Problem statement: In the data below, find each line that contains the word "LastName" and copy it.

========================================

use clap::Parser;
use dotenvy::dotenv;
use migration::MigratorTrait;
use service::seed::{self, SeedOptions, SeedOutcome};
use tracing::{error, info};

/// Populate the database with demo users, jobs, automations and applications.
#[derive(Debug, Parser)]
#[command(name = "seed", version, about)]
struct Cli {
    /// Delete existing seeded tables before inserting.
    #[arg(long)]
    reset: bool,

    /// Number of jobs to generate when the jobs table is empty.
    #[arg(long, default_value_t = 250, value_parser = clap::value_parser!(u64).range(1..))]
    job_count: u64,
}

async fn run(cli: Cli) -> anyhow::Result<()> {
    let cfg = configs::AppConfig::load_and_validate()?;
    let db = models::db::connect_with_config(&cfg.database).await?;
    migration::Migrator::up(&db, None).await?;

    let opts = SeedOptions { reset: cli.reset, job_count: cli.job_count as usize };
    match seed::run(&db, opts).await? {
        SeedOutcome::Skipped => {
            info!(service = "seed", event = "skipped", "users already present; nothing changed");
        }
        SeedOutcome::Seeded(report) => {
            info!(
                service = "seed",
                event = "done",
                users = report.users,
                profiles = report.profiles,
                jobs = report.jobs,
                user_setups = report.user_setups,
                automations = report.automations,
                user_jobs = report.user_jobs,
                "seed complete"
            );
        }
    }
    Ok(())
}

#[tokio::main]
async fn main() -> std::process::ExitCode {
    dotenv().ok();
    common::utils::logging::init_logging_default();
    let cli = Cli::parse();
    info!(service = "seed", event = "start", reset = cli.reset, job_count = cli.job_count, "seeding database");

    match run(cli).await {
        Ok(()) => std::process::ExitCode::SUCCESS,
        Err(e) => {
            error!(service = "seed", event = "failed", error = %e, "seed failed");
            std::process::ExitCode::FAILURE
        }
    }
}
//! Create `profiles` table, one row per user.
use sea_orm_migration::{prelude::*, schema::*};

#[derive(DeriveMigrationName)]
pub struct Migration;

#[async_trait::async_trait]
impl MigrationTrait for Migration {
    async fn up(&self, manager: &SchemaManager) -> Result<(), DbErr> {
        manager
            .create_table(
                Table::create()
                    .table(Profiles::Table)
                    .if_not_exists()
                    .col(uuid(Profiles::Id).primary_key())
                    .col(uuid(Profiles::UserId).unique_key().not_null())
                    .col(ColumnDef::new(Profiles::FirstName).string_len(128).null())
                    .col(ColumnDef::new(Profiles::LastName).string_len(128).null())
                    .col(ColumnDef::new(Profiles::Phone).string_len(64).null())
                    .col(ColumnDef::new(Profiles::Address).text().null())
                    .col(ColumnDef::new(Profiles::ResumePath).string_len(512).null())
                    .col(ColumnDef::new(Profiles::CoverLetterPath).string_len(512).null())
                    .col(ColumnDef::new(Profiles::LinkedinUrl).string_len(512).null())
                    .col(ColumnDef::new(Profiles::GithubUrl).string_len(512).null())
                    .col(ColumnDef::new(Profiles::PortfolioUrl).string_len(512).null())
                    .col(ColumnDef::new(Profiles::Bio).text().null())
                    .col(ColumnDef::new(Profiles::Headline).string_len(255).null())
                    .col(ColumnDef::new(Profiles::PrimaryLocation).string_len(255).null())
                    .col(ColumnDef::new(Profiles::YearsExperience).string_len(32).null())
                    .col(ColumnDef::new(Profiles::CompensationCurrency).string_len(16).null())
                    .col(ColumnDef::new(Profiles::TopSkills).text().null())
                    .col(ColumnDef::new(Profiles::CoverLetterTone).string_len(64).null())
                    .col(ColumnDef::new(Profiles::MatchingPreferences).text().null())
                    .col(timestamp_with_time_zone(Profiles::CreatedAt).not_null())
                    .col(timestamp_with_time_zone(Profiles::UpdatedAt).not_null())
                    .foreign_key(
                        ForeignKey::create()
                            .name("fk_profiles_user")
                            .from(Profiles::Table, Profiles::UserId)
                            .to(Users::Table, Users::Id)
                            .on_delete(ForeignKeyAction::Cascade)
                            .on_update(ForeignKeyAction::Cascade),
                    )
                    .to_owned(),
            )
            .await
    }

    async fn down(&self, manager: &SchemaManager) -> Result<(), DbErr> {
        manager.drop_table(Table::drop().table(Profiles::Table).to_owned()).await
    }
}

#[derive(DeriveIden)]
enum Profiles {
    Table,
    Id,
    UserId,
    FirstName,
    LastName,
    Phone,
    Address,
    ResumePath,
    CoverLetterPath,
    LinkedinUrl,
    GithubUrl,
    PortfolioUrl,
    Bio,
    Headline,
    PrimaryLocation,
    YearsExperience,
    CompensationCurrency,
    TopSkills,
    CoverLetterTone,
    MatchingPreferences,
    CreatedAt,
    UpdatedAt,
}

#[derive(DeriveIden)]
enum Users { Table, Id }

========================================

Task result:
                    .col(ColumnDef::new(Profiles::LastName).string_len(128).null())
    LastName,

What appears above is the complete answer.